Design-Based Inference under Deep Domain Stratification: Language of Instruction and Private-Institution Choice in India's NSS 71st Round

Abstract

Large household surveys support precise national estimates but can become statistically fragile after repeated disaggregation by geography, sector, sex, age, and outcome category. This paper develops an auditable design-based framework for deciding how far such disaggregation can be taken in a stratified multistage survey. The framework is built around a nested contribution ledger that reconstructs each domain total through the first stage probability proportional to size expansion, the certainty-plus-random hamlet-group selection, and the second-stage household expansion.

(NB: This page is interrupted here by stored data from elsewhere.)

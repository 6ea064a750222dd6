use xxhash_rust::xxh3::Xxh3;

const XXH3_SEED: u64 = 0x8b5ad4a0c7d8e9f1;

/// 128-bit content fingerprint.
#[derive(Clone, Copy, Debug, PartialEq, Eq, Hash, PartialOrd, Ord)]
pub struct Fingerprint {
    /// High 64 bits.
    pub hi: u64,
    /// Low 64 bits.
    pub lo: u64,
}

/// Seeded xxh3 hasher with explicit, endian-stable field encoders.
///
/// Callers write every field that contributes to identity, tagged where a sum type is
/// involved, so the digest never depends on memory layout or map ordering.
pub(crate) struct StableHasher {
    inner: Xxh3,
}

impl StableHasher {
    pub(crate) fn new() -> Self {
        Self {
            inner: Xxh3::with_seed(XXH3_SEED),
        }
    }

    pub(crate) fn write_bytes(&mut self, b: &[u8]) {
        self.inner.update(b);
    }

    pub(crate) fn write_u8(&mut self, v: u8) {
        self.write_bytes(&[v]);
    }

    pub(crate) fn write_bool(&mut self, v: bool) {
        self.write_u8(u8::from(v));
    }

    pub(crate) fn write_u32(&mut self, v: u32) {
        self.write_bytes(&v.to_le_bytes());
    }

    pub(crate) fn write_u64(&mut self, v: u64) {
        self.write_bytes(&v.to_le_bytes());
    }

    pub(crate) fn write_f64(&mut self, v: f64) {
        self.write_u64(v.to_bits());
    }

    pub(crate) fn finish(self) -> Fingerprint {
        let v = self.inner.digest128();
        Fingerprint {
            hi: (v >> 64) as u64,
            lo: v as u64,
        }
    }
}

/// SplitMix64 finalizer.
pub(crate) fn mix64(mut z: u64) -> u64 {
    z = (z ^ (z >> 30)).wrapping_mul(0xBF58_476D_1CE4_E5B9);
    z = (z ^ (z >> 27)).wrapping_mul(0x94D0_49BB_1331_11EB);
    z ^ (z >> 31)
}

/// `min` that propagates NaN instead of discarding it.
pub(crate) fn min_nan(a: f64, b: f64) -> f64 {
    if a.is_nan() || b.is_nan() {
        f64::NAN
    } else {
        a.min(b)
    }
}

/// `max` that propagates NaN instead of discarding it.
pub(crate) fn max_nan(a: f64, b: f64) -> f64 {
    if a.is_nan() || b.is_nan() {
        f64::NAN
    } else {
        a.max(b)
    }
}

/// Deterministic per-element pseudo-random value in `[0, 1)`.
pub(crate) fn hash01(seed: u64, index: u64) -> f64 {
    let h = mix64(seed ^ mix64(index.wrapping_add(0x9E37_79B9_7F4A_7C15)));
    // Top 53 bits fill an f64 mantissa exactly.
    (h >> 11) as f64 / (1u64 << 53) as f64
}

#[cfg(test)]
#[path = "../../tests/unit/foundation/math.rs"]
mod tests;
use std::sync::Arc;

use crate::foundation::core::{Point, Rect, SlotId};
use crate::foundation::error::{ReelError, ReelResult};
use crate::ir::program::{PathCommand, PathIR};
use crate::materialize::buffers::{PathBuffers, path_op};
use crate::materialize::read_domain;
use crate::store::value::ObjectValue;
use crate::store::values::ValueStore;

/// Encode `paths` into flat command, point and index tables.
///
/// Each non-empty path must start with a move-to.
pub fn encode_paths(paths: &[PathIR]) -> ReelResult<PathBuffers> {
    let mut out = PathBuffers::default();
    let mut bounds: Option<Rect> = None;
    let mut push = |out: &mut PathBuffers, p: Point| {
        out.points.push(p.x as f32);
        out.points.push(p.y as f32);
        bounds = Some(match bounds {
            Some(b) => b.union_pt(p),
            None => Rect::from_points(p, p),
        });
    };

    for (i, path) in paths.iter().enumerate() {
        if let Some(first) = path.commands.first()
            && !matches!(first, PathCommand::MoveTo { .. })
        {
            return Err(ReelError::materialize(format!(
                "path {i} must start with move_to"
            )));
        }
        out.cmd_start.push(out.commands.len() as u32);
        out.point_start.push((out.points.len() / 2) as u32);
        for cmd in &path.commands {
            match *cmd {
                PathCommand::MoveTo { x, y } => {
                    out.commands.push(path_op::MOVE_TO);
                    push(&mut out, Point::new(x, y));
                }
                PathCommand::LineTo { x, y } => {
                    out.commands.push(path_op::LINE_TO);
                    push(&mut out, Point::new(x, y));
                }
                PathCommand::QuadTo { x1, y1, x, y } => {
                    out.commands.push(path_op::QUAD_TO);
                    push(&mut out, Point::new(x1, y1));
                    push(&mut out, Point::new(x, y));
                }
                PathCommand::CubicTo {
                    x1,
                    y1,
                    x2,
                    y2,
                    x,
                    y,
                } => {
                    out.commands.push(path_op::CUBIC_TO);
                    push(&mut out, Point::new(x1, y1));
                    push(&mut out, Point::new(x2, y2));
                    push(&mut out, Point::new(x, y));
                }
                PathCommand::Close => out.commands.push(path_op::CLOSE),
            }
        }
        out.cmd_len.push(out.commands.len() as u32 - out.cmd_start[i]);
        out.point_len.push((out.points.len() / 2) as u32 - out.point_start[i]);
    }
    out.bounds = bounds.unwrap_or(Rect::ZERO);
    Ok(out)
}

/// Encode the path source held in `source`, optionally limited to the first `domain` paths.
pub(crate) fn materialize_path(
    source: SlotId,
    domain: Option<SlotId>,
    values: &ValueStore,
) -> ReelResult<Arc<PathBuffers>> {
    let paths = match values.read_object(source)? {
        Some(ObjectValue::PathSource(p)) => p.clone(),
        Some(ObjectValue::Paths(encoded)) => return Ok(encoded.clone()),
        other => {
            return Err(ReelError::materialize(format!(
                "slot {} holds {}, expected a path source",
                source.0,
                other.map_or("nothing", ObjectValue::kind_name)
            )));
        }
    };
    let limit = match domain {
        Some(d) => (read_domain(values, d)? as usize).min(paths.len()),
        None => paths.len(),
    };
    Ok(Arc::new(encode_paths(&paths[..limit])?))
}

#[cfg(test)]
#[path = "../../tests/unit/materialize/path.rs"]
mod tests;
use std::sync::Arc;

use super::*;
use crate::materialize::buffers::FieldBuffer;

fn key(field: u32) -> CacheKey {
    CacheKey::Field {
        field: FieldExprId(field),
        domain: SlotId(0),
        format: BufferFormat::F32,
    }
}

fn buffer() -> ObjectValue {
    ObjectValue::FieldBuffer(Arc::new(FieldBuffer::new(BufferFormat::F32, 2, vec![1.0, 2.0])))
}

#[test]
fn hit_after_insert_miss_before() {
    let mut cache = FrameCache::new();
    assert!(cache.get(&key(0)).is_none());
    cache.insert(key(0), buffer());
    assert_eq!(cache.get(&key(0)), Some(buffer()));
    assert!(cache.get(&key(1)).is_none());
    assert_eq!((cache.hits(), cache.misses()), (1, 2));
}

#[test]
fn begin_frame_wipes_entries_and_tracks_frame_id() {
    let mut cache = FrameCache::new();
    cache.insert(key(0), buffer());
    cache.begin_frame(7);
    assert_eq!(cache.frame_id(), 7);
    assert!(cache.is_empty());
    assert!(cache.get(&key(0)).is_none());
}

#[test]
fn format_is_part_of_the_key() {
    let mut cache = FrameCache::new();
    cache.insert(key(0), buffer());
    let other = CacheKey::Field {
        field: FieldExprId(0),
        domain: SlotId(0),
        format: BufferFormat::Vec2F32,
    };
    assert!(cache.get(&other).is_none());
}
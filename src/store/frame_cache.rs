use std::collections::HashMap;

use crate::foundation::core::{FieldExprId, SlotId};
use crate::materialize::buffers::BufferFormat;
use crate::store::value::ObjectValue;

/// Identity of a per-frame materialization.
#[derive(Clone, Copy, Debug, PartialEq, Eq, Hash)]
pub enum CacheKey {
    /// Field expression evaluated over the count held in `domain`.
    Field {
        /// Expression.
        field: FieldExprId,
        /// Slot holding the element count.
        domain: SlotId,
        /// Output layout.
        format: BufferFormat,
    },
}

/// Per-frame memo of materialized buffers.
///
/// Entries never outlive their frame: [`FrameCache::begin_frame`] wipes them before the first
/// step runs, so a stale buffer can never be served.
#[derive(Debug, Default)]
pub struct FrameCache {
    frame_id: u64,
    entries: HashMap<CacheKey, ObjectValue>,
    hits: u64,
    misses: u64,
}

impl FrameCache {
    /// Empty cache at frame 0.
    pub fn new() -> Self {
        Self::default()
    }

    /// Frame this cache currently belongs to.
    pub fn frame_id(&self) -> u64 {
        self.frame_id
    }

    /// Drop every entry and adopt `frame_id`.
    pub fn begin_frame(&mut self, frame_id: u64) {
        self.entries.clear();
        self.frame_id = frame_id;
        self.hits = 0;
        self.misses = 0;
    }

    /// Only carries the frame id; used when a runtime is rebuilt for a new program.
    pub(crate) fn with_frame_id(frame_id: u64) -> Self {
        Self {
            frame_id,
            ..Self::default()
        }
    }

    /// Cached value for `key`, counting the hit or miss.
    pub fn get(&mut self, key: &CacheKey) -> Option<ObjectValue> {
        match self.entries.get(key) {
            Some(v) => {
                self.hits += 1;
                Some(v.clone())
            }
            None => {
                self.misses += 1;
                None
            }
        }
    }

    /// Store `value` under `key`.
    pub fn insert(&mut self, key: CacheKey, value: ObjectValue) {
        self.entries.insert(key, value);
    }

    /// Number of cached entries.
    pub fn len(&self) -> usize {
        self.entries.len()
    }

    /// `true` when nothing is cached.
    pub fn is_empty(&self) -> bool {
        self.entries.is_empty()
    }

    /// Hits since the frame began.
    pub fn hits(&self) -> u64 {
        self.hits
    }

    /// Misses since the frame began.
    pub fn misses(&self) -> u64 {
        self.misses
    }
}

#[cfg(test)]
#[path = "../../tests/unit/store/frame_cache.rs"]
mod tests;
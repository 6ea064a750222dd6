use std::sync::Arc;

use crate::field::expr::FieldExprIR;
use crate::foundation::core::{Rgba, SlotId};
use crate::foundation::error::{ReelError, ReelResult};
use crate::materialize::buffers::{BufferFormat, ColorChannels, FieldBuffer};
use crate::materialize::field::materialize_field;
use crate::materialize::read_domain;
use crate::store::frame_cache::FrameCache;
use crate::store::value::ObjectValue;
use crate::store::values::ValueStore;

impl ColorChannels {
    /// `count` copies of `c`.
    pub fn broadcast(count: u32, c: Rgba) -> Self {
        let n = count as usize;
        Self {
            count,
            r: vec![c.r; n],
            g: vec![c.g; n],
            b: vec![c.b; n],
            a: vec![c.a; n],
        }
    }

    /// Split an interleaved RGBA buffer into channels.
    pub fn from_rgba(buf: &FieldBuffer) -> ReelResult<Self> {
        if buf.format != BufferFormat::RgbaF32 {
            return Err(ReelError::materialize(format!(
                "color source has format {:?}, expected rgba_f32",
                buf.format
            )));
        }
        let n = buf.count as usize;
        let mut out = Self {
            count: buf.count,
            r: Vec::with_capacity(n),
            g: Vec::with_capacity(n),
            b: Vec::with_capacity(n),
            a: Vec::with_capacity(n),
        };
        for px in buf.data.chunks_exact(4) {
            out.r.push(px[0]);
            out.g.push(px[1]);
            out.b.push(px[2]);
            out.a.push(px[3]);
        }
        Ok(out)
    }
}

/// Produce per-element color channels for the domain in `domain` from `source`.
///
/// `source` may hold a color signal (broadcast), a color field handle, an RGBA field buffer
/// or existing channels; buffers must match the domain count.
pub(crate) fn materialize_color(
    domain: SlotId,
    source: SlotId,
    fields: &[FieldExprIR],
    values: &ValueStore,
    cache: &mut FrameCache,
) -> ReelResult<Arc<ColorChannels>> {
    let count = read_domain(values, domain)?;
    let channels = match values.read_object(source)? {
        Some(ObjectValue::Color(c)) => ColorChannels::broadcast(count, *c),
        Some(ObjectValue::Field(id)) => {
            let buf = materialize_field(*id, domain, BufferFormat::RgbaF32, fields, values, cache)?;
            ColorChannels::from_rgba(&buf)?
        }
        Some(ObjectValue::FieldBuffer(buf)) => {
            check_count(source, buf.count, count)?;
            ColorChannels::from_rgba(buf)?
        }
        Some(ObjectValue::ColorBuffer(ch)) => {
            check_count(source, ch.count, count)?;
            return Ok(ch.clone());
        }
        other => {
            return Err(ReelError::materialize(format!(
                "slot {} cannot be materialized as color (holds {})",
                source.0,
                other.map_or("nothing", ObjectValue::kind_name)
            )));
        }
    };
    Ok(Arc::new(channels))
}

fn check_count(slot: SlotId, have: u32, want: u32) -> ReelResult<()> {
    if have != want {
        return Err(ReelError::materialize(format!(
            "slot {} holds {have} elements, domain has {want}",
            slot.0
        )));
    }
    Ok(())
}

#[cfg(test)]
#[path = "../../tests/unit/materialize/color.rs"]
mod tests;
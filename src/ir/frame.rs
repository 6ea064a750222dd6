use std::sync::Arc;

use crate::ir::step::InstanceShape;
use crate::materialize::buffers::{ColorChannels, FieldBuffer, Instances3D, MeshBuffers, PathBuffers};

/// Current [`RenderFrameIR`] schema version.
pub const RENDER_FRAME_VERSION: u32 = 1;

/// Terminal output of one frame, consumed by an external rendering backend.
///
/// Buffers are shared (`Arc`) with the value store they were materialized into, so producing a
/// frame never copies element data.
#[derive(Clone, Debug, PartialEq, serde::Serialize)]
pub struct RenderFrameIR {
    /// Schema version, always [`RENDER_FRAME_VERSION`].
    pub version: u32,
    /// How the target is cleared before drawing.
    pub clear: ClearSpec,
    /// Passes in draw order.
    pub passes: Vec<RenderPassIR>,
}

/// Clear behavior at the start of a frame.
#[derive(Clone, Copy, Debug, Default, PartialEq, serde::Serialize, serde::Deserialize)]
pub struct ClearSpec {
    /// Clear mode.
    pub mode: ClearMode,
    /// Clear color, required for [`ClearMode::Color`].
    #[serde(default, skip_serializing_if = "Option::is_none")]
    pub color_rgba: Option<[f32; 4]>,
}

/// Clear mode.
#[derive(Clone, Copy, Debug, Default, PartialEq, Eq, serde::Serialize, serde::Deserialize)]
#[serde(rename_all = "snake_case")]
pub enum ClearMode {
    /// Keep previous contents.
    #[default]
    None,
    /// Fill with `color_rgba`.
    Color,
}

/// One render pass.
#[derive(Clone, Debug, PartialEq, serde::Serialize)]
#[serde(tag = "kind", rename_all = "snake_case")]
pub enum RenderPassIR {
    /// Instanced 2D shapes.
    #[serde(rename = "instances2d")]
    Instances2D(Instances2DPass),
    /// Encoded 2D paths.
    #[serde(rename = "paths2d")]
    Paths2D(Paths2DPass),
    /// Instanced 3D meshes.
    #[serde(rename = "instances3d")]
    Instances3D(Instances3DPass),
}

/// Instanced 2D shapes as parallel per-instance buffers sharing one domain count.
#[derive(Clone, Debug, PartialEq, serde::Serialize)]
pub struct Instances2DPass {
    /// Domain count shared by every buffer.
    pub count: u32,
    /// Shape drawn per instance.
    pub shape: InstanceShape,
    /// Interleaved `x, y` positions (`Vec2F32`).
    pub position: Arc<FieldBuffer>,
    /// Per-instance size (`F32`).
    pub size: Arc<FieldBuffer>,
    /// Per-instance color channels.
    pub color: Arc<ColorChannels>,
    /// Per-instance opacity (`F32`).
    pub opacity: Arc<FieldBuffer>,
}

/// Encoded paths plus style.
#[derive(Clone, Debug, PartialEq, serde::Serialize)]
pub struct Paths2DPass {
    /// Command/point/index buffers.
    pub paths: Arc<PathBuffers>,
    /// Fill and stroke.
    pub style: PathStyle,
}

/// Path paint style.
#[derive(Clone, Copy, Debug, Default, PartialEq, serde::Serialize)]
pub struct PathStyle {
    /// Fill color.
    #[serde(skip_serializing_if = "Option::is_none")]
    pub fill_rgba: Option<[f32; 4]>,
    /// Stroke color.
    #[serde(skip_serializing_if = "Option::is_none")]
    pub stroke_rgba: Option<[f32; 4]>,
    /// Stroke width in pixels.
    pub stroke_width: f32,
}

/// Instanced mesh pass.
#[derive(Clone, Debug, PartialEq, serde::Serialize)]
pub struct Instances3DPass {
    /// Mesh geometry.
    pub mesh: Arc<MeshBuffers>,
    /// Per-instance transforms.
    pub instances: Arc<Instances3D>,
    /// Column-major view-projection matrix.
    pub view_proj: [f32; 16],
    /// Uniform color.
    pub color_rgba: [f32; 4],
}
use std::sync::Arc;

use crate::field::expr::FieldExprIR;
use crate::foundation::core::{
    BezPath, ConstId, FieldExprId, PathEl, Rgba, SlotId, StateKey, Vec2,
};
use crate::foundation::error::{ReelError, ReelResult};
use crate::ir::step::Step;
use crate::store::value::{ObjectValue, Value};
use crate::time::resolver::TimeModel;

/// Immutable artifact produced by the graph compiler.
///
/// The runtime trusts it as type-checked: slot storage classes, step wiring and publisher
/// ordering are not re-verified. Editing always produces a new program; the running one is
/// replaced via [`swap_program`](crate::swap_program).
#[derive(Clone, Debug, serde::Serialize, serde::Deserialize)]
pub struct CompiledProgramIR {
    /// Ordered step list.
    pub schedule: Schedule,
    /// Time-domain model for the whole program.
    pub time_model: TimeModel,
    /// Persistent state cells required by stateful operators.
    #[serde(default)]
    pub state_layout: StateLayout,
    /// Storage class and semantic type for every slot, indexed by [`SlotId`].
    pub slot_meta: Vec<SlotMeta>,
    /// Constant pool, indexed by [`ConstId`].
    #[serde(default)]
    pub constants: Vec<ConstValue>,
    /// Field expression table, indexed by [`FieldExprId`].
    #[serde(default)]
    pub fields: Vec<FieldExprIR>,
    /// Output slots; the first render-frame output is the frame result.
    pub outputs: Vec<OutputSpec>,
}

impl CompiledProgramIR {
    /// Parse a program from its JSON interchange form.
    pub fn from_json(s: &str) -> ReelResult<Self> {
        Ok(serde_json::from_str(s)?)
    }

    /// Look up a constant; an out-of-range id is a contract violation.
    pub fn constant(&self, id: ConstId) -> ReelResult<&ConstValue> {
        lookup_constant(&self.constants, id)
    }

    /// Look up a field expression; an out-of-range id is a contract violation.
    pub fn field(&self, id: FieldExprId) -> ReelResult<&FieldExprIR> {
        self.fields
            .get(id.0 as usize)
            .ok_or_else(|| ReelError::contract(format!("unknown field expression {}", id.0)))
    }

    /// Look up slot metadata; a slot without metadata is a contract violation.
    pub fn slot_meta(&self, slot: SlotId) -> ReelResult<&SlotMeta> {
        self.slot_meta
            .get(slot.index())
            .ok_or_else(|| ReelError::contract(format!("slot {} has no slot meta", slot.0)))
    }

    /// Slot holding the frame's [`RenderFrameIR`](crate::RenderFrameIR).
    pub fn render_output(&self) -> ReelResult<SlotId> {
        self.outputs
            .iter()
            .find(|o| o.kind == OutputKind::RenderFrame)
            .map(|o| o.slot)
            .ok_or_else(|| ReelError::contract("program declares no render_frame output"))
    }
}

pub(crate) fn lookup_constant(constants: &[ConstValue], id: ConstId) -> ReelResult<&ConstValue> {
    constants
        .get(id.0 as usize)
        .ok_or_else(|| ReelError::contract(format!("invalid constant id {}", id.0)))
}

/// Ordered list of steps for one frame.
#[derive(Clone, Debug, Default, serde::Serialize, serde::Deserialize)]
pub struct Schedule {
    /// Steps in execution order. Never reordered at runtime.
    pub steps: Vec<Step>,
}

/// Backing storage class of a slot or state cell.
#[derive(Clone, Copy, Debug, PartialEq, Eq, Hash, serde::Serialize, serde::Deserialize)]
#[serde(rename_all = "snake_case")]
pub enum StorageClass {
    /// 64-bit float.
    F64,
    /// 32-bit float.
    F32,
    /// 32-bit signed integer.
    I32,
    /// 32-bit unsigned integer (also booleans and domain counts).
    U32,
    /// Heap value ([`ObjectValue`]).
    Object,
}

/// Semantic type assigned to a slot by the compiler.
#[derive(Clone, Copy, Debug, PartialEq, Eq, Hash, serde::Serialize, serde::Deserialize)]
#[serde(rename_all = "snake_case")]
pub enum TypeTag {
    /// Scalar signal.
    Number,
    /// Integer signal.
    Int,
    /// Boolean/trigger signal (0 or 1).
    Bool,
    /// Phase in `[0, 1]`.
    Phase,
    /// Element count of a field domain.
    Domain,
    /// 2D vector signal.
    Vec2,
    /// Color signal.
    Color,
    /// Lazy field expression handle.
    Field,
    /// Materialized field buffer.
    FieldBuffer,
    /// Materialized parallel color channels.
    ColorBuffer,
    /// Path command source.
    PathSource,
    /// Encoded path buffers.
    PathBuffer,
    /// Mesh buffers.
    Mesh,
    /// 3D instance transforms.
    #[serde(rename = "instances3d")]
    Instances3D,
    /// Camera matrices.
    Camera,
    /// Event list.
    Events,
    /// Assembled render frame.
    RenderFrame,
}

impl TypeTag {
    /// Whether `value` is an acceptable payload for a slot of this type.
    ///
    /// Numeric tags accept any numeric storage; object tags require the matching object kind.
    pub fn accepts(self, value: &Value) -> bool {
        let Value::Object(obj) = value else {
            return matches!(
                self,
                Self::Number | Self::Int | Self::Bool | Self::Phase | Self::Domain
            );
        };
        matches!(
            (self, obj),
            (Self::Vec2, ObjectValue::Vec2(_))
                | (Self::Color, ObjectValue::Color(_))
                | (Self::Field, ObjectValue::Field(_))
                | (Self::FieldBuffer, ObjectValue::FieldBuffer(_))
                | (Self::ColorBuffer, ObjectValue::ColorBuffer(_))
                | (Self::PathSource, ObjectValue::PathSource(_))
                | (Self::PathBuffer, ObjectValue::Paths(_))
                | (Self::Mesh, ObjectValue::Mesh(_))
                | (Self::Instances3D, ObjectValue::Instances3D(_))
                | (Self::Camera, ObjectValue::Camera(_))
                | (Self::Events, ObjectValue::Events(_))
                | (Self::RenderFrame, ObjectValue::Frame(_))
        )
    }
}

/// Per-slot metadata.
#[derive(Clone, Debug, PartialEq, serde::Serialize, serde::Deserialize)]
pub struct SlotMeta {
    /// Backing storage class.
    pub storage: StorageClass,
    /// Semantic type.
    #[serde(rename = "type")]
    pub ty: TypeTag,
    /// Optional human-readable name for probes and error messages.
    #[serde(default, skip_serializing_if = "Option::is_none")]
    pub debug_name: Option<String>,
}

impl SlotMeta {
    /// Metadata without a debug name.
    pub fn new(storage: StorageClass, ty: TypeTag) -> Self {
        Self {
            storage,
            ty,
            debug_name: None,
        }
    }
}

/// One entry of the constant pool.
#[derive(Clone, Debug, PartialEq, serde::Serialize, serde::Deserialize)]
#[serde(tag = "kind", content = "value", rename_all = "snake_case")]
pub enum ConstValue {
    /// Scalar.
    Number(f64),
    /// Integer.
    Int(i64),
    /// Boolean.
    Bool(bool),
    /// 2D vector `[x, y]`.
    Vec2([f64; 2]),
    /// Color `[r, g, b, a]`.
    Color([f32; 4]),
    /// Path list consumed by path materialization.
    Paths(Arc<[PathIR]>),
}

impl ConstValue {
    /// Numeric view of scalar constants.
    pub fn as_f64(&self) -> Option<f64> {
        match *self {
            Self::Number(v) => Some(v),
            Self::Int(v) => Some(v as f64),
            Self::Bool(v) => Some(if v { 1.0 } else { 0.0 }),
            _ => None,
        }
    }

    /// Object payload for non-scalar constants.
    pub fn to_object(&self) -> Option<ObjectValue> {
        match self {
            Self::Vec2([x, y]) => Some(ObjectValue::Vec2(Vec2::new(*x, *y))),
            Self::Color(c) => Some(ObjectValue::Color(Rgba::from_array(*c))),
            Self::Paths(p) => Some(ObjectValue::PathSource(p.clone())),
            Self::Number(_) | Self::Int(_) | Self::Bool(_) => None,
        }
    }
}

/// A single path as an ordered command list.
#[derive(Clone, Debug, Default, PartialEq, serde::Serialize, serde::Deserialize)]
pub struct PathIR {
    /// Commands in drawing order.
    pub commands: Vec<PathCommand>,
}

impl PathIR {
    /// Build a path from kurbo elements.
    pub fn from_bez_path(path: &BezPath) -> Self {
        let commands = path
            .elements()
            .iter()
            .map(|el| match *el {
                PathEl::MoveTo(p) => PathCommand::MoveTo { x: p.x, y: p.y },
                PathEl::LineTo(p) => PathCommand::LineTo { x: p.x, y: p.y },
                PathEl::QuadTo(c, p) => PathCommand::QuadTo {
                    x1: c.x,
                    y1: c.y,
                    x: p.x,
                    y: p.y,
                },
                PathEl::CurveTo(c1, c2, p) => PathCommand::CubicTo {
                    x1: c1.x,
                    y1: c1.y,
                    x2: c2.x,
                    y2: c2.y,
                    x: p.x,
                    y: p.y,
                },
                PathEl::ClosePath => PathCommand::Close,
            })
            .collect();
        Self { commands }
    }

    /// Convert to a kurbo path, e.g. for hit testing or a vector backend.
    pub fn to_bez_path(&self) -> BezPath {
        let mut out = BezPath::new();
        for cmd in &self.commands {
            match *cmd {
                PathCommand::MoveTo { x, y } => out.move_to((x, y)),
                PathCommand::LineTo { x, y } => out.line_to((x, y)),
                PathCommand::QuadTo { x1, y1, x, y } => out.quad_to((x1, y1), (x, y)),
                PathCommand::CubicTo {
                    x1,
                    y1,
                    x2,
                    y2,
                    x,
                    y,
                } => out.curve_to((x1, y1), (x2, y2), (x, y)),
                PathCommand::Close => out.close_path(),
            }
        }
        out
    }
}

/// Path drawing command.
#[derive(Clone, Copy, Debug, PartialEq, serde::Serialize, serde::Deserialize)]
#[serde(tag = "cmd", rename_all = "snake_case")]
pub enum PathCommand {
    /// Start a subpath.
    MoveTo {
        /// Target x.
        x: f64,
        /// Target y.
        y: f64,
    },
    /// Straight segment.
    LineTo {
        /// Target x.
        x: f64,
        /// Target y.
        y: f64,
    },
    /// Quadratic Bézier segment.
    QuadTo {
        /// Control x.
        x1: f64,
        /// Control y.
        y1: f64,
        /// Target x.
        x: f64,
        /// Target y.
        y: f64,
    },
    /// Cubic Bézier segment.
    CubicTo {
        /// First control x.
        x1: f64,
        /// First control y.
        y1: f64,
        /// Second control x.
        x2: f64,
        /// Second control y.
        y2: f64,
        /// Target x.
        x: f64,
        /// Target y.
        y: f64,
    },
    /// Close the current subpath.
    Close,
}

/// Persistent cell layout of a program.
#[derive(Clone, Debug, Default, PartialEq, serde::Serialize, serde::Deserialize)]
pub struct StateLayout {
    /// Cells indexed by [`StateCellIdx`](crate::StateCellIdx).
    pub cells: Vec<StateCellSpec>,
}

/// Declaration of one persistent state cell.
#[derive(Clone, Debug, PartialEq, serde::Serialize, serde::Deserialize)]
pub struct StateCellSpec {
    /// Identity used to carry the cell across hot-swaps.
    #[serde(flatten)]
    pub key: StateKey,
    /// Numeric storage class (object storage is not allowed).
    pub storage: StorageClass,
    /// Number of lanes in the cell.
    #[serde(default = "default_cell_len")]
    pub len: u32,
    /// Initial value; zero when absent.
    #[serde(default)]
    pub init: Option<ConstId>,
}

fn default_cell_len() -> u32 {
    1
}

/// Kind of a declared program output.
#[derive(Clone, Copy, Debug, PartialEq, Eq, serde::Serialize, serde::Deserialize)]
#[serde(rename_all = "snake_case")]
pub enum OutputKind {
    /// The frame's render description.
    RenderFrame,
}

/// A declared program output.
#[derive(Clone, Copy, Debug, PartialEq, Eq, serde::Serialize, serde::Deserialize)]
pub struct OutputSpec {
    /// Slot holding the output.
    pub slot: SlotId,
    /// What the slot holds.
    pub kind: OutputKind,
}

#[cfg(test)]
#[path = "../../tests/unit/ir/program.rs"]
mod tests;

Nonlinear domain parameters are expressed as ratios of these totals and analyzed by first-order linearization. The two independent National Sample Survey subsamples then provide a natural replication variance estimator. A granularity-stability profile combines the resulting relative standard error with replicate support and concentration diagnostics, so that a detailed estimate is accompanied by evidence about whether the design can sustain it. Finite population unbiasedness of the total estimator, asymptotic validity of the ratio linearization, and unbiasedness of the two-subsample variance estimator for linearized totals are established. The method is illustrated with the 71st-round Social Consumption: Education survey, focusing on home language versus medium of instruction and reported reasons for preferring private educational institutions in India and Himachal Pradesh. The application preserves the substantive analysis in the original project while replacing ad hoc calculation with a reproducible inferential workflow.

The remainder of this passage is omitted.